DIRECTIONS → Your task is to copy every line of the entries that contains "filter".

....

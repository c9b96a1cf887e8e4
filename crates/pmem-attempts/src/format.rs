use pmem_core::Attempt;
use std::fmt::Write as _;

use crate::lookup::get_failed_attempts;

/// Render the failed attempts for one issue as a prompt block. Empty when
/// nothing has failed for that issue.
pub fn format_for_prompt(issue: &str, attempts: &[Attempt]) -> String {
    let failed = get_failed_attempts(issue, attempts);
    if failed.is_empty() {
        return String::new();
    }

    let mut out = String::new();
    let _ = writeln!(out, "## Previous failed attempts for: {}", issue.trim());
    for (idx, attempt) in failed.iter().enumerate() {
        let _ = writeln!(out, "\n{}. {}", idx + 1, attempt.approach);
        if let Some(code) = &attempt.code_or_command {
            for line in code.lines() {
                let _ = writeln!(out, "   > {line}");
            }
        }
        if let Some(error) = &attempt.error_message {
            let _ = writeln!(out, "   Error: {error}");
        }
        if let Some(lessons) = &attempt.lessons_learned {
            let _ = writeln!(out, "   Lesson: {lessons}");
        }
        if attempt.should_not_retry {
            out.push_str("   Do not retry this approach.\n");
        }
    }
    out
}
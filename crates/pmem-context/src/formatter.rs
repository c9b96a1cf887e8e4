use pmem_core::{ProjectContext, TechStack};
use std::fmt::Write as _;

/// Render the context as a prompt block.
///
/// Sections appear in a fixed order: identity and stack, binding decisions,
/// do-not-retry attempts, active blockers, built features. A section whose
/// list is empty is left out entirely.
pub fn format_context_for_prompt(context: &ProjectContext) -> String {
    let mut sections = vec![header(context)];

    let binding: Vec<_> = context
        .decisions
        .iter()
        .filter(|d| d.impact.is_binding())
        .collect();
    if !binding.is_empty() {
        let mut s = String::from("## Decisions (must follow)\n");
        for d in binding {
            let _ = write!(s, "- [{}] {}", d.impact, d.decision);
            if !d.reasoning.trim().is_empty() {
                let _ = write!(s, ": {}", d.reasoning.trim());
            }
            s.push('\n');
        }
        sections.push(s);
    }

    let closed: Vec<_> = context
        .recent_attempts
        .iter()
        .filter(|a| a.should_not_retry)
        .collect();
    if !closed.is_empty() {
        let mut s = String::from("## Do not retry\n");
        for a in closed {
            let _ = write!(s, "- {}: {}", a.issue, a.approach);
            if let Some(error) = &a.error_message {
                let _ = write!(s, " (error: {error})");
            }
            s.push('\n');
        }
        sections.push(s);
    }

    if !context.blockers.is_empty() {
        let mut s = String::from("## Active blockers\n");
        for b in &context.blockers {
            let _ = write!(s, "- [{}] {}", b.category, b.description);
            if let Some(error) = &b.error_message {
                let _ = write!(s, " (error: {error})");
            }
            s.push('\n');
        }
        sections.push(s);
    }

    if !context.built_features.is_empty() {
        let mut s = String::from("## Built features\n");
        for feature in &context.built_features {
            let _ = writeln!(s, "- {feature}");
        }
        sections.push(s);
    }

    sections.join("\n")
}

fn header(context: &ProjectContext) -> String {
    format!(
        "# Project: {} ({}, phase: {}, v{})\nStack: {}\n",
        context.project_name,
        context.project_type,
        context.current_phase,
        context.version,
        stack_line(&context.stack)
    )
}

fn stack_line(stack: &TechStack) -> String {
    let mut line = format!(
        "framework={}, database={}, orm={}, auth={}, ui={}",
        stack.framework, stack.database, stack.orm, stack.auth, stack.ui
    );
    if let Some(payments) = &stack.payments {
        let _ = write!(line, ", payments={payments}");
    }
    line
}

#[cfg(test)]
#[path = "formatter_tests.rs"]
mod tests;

....

OUTPUT FOR THIS TASK →
        .filter(|d| d.impact.is_binding())
        .filter(|a| a.should_not_retry)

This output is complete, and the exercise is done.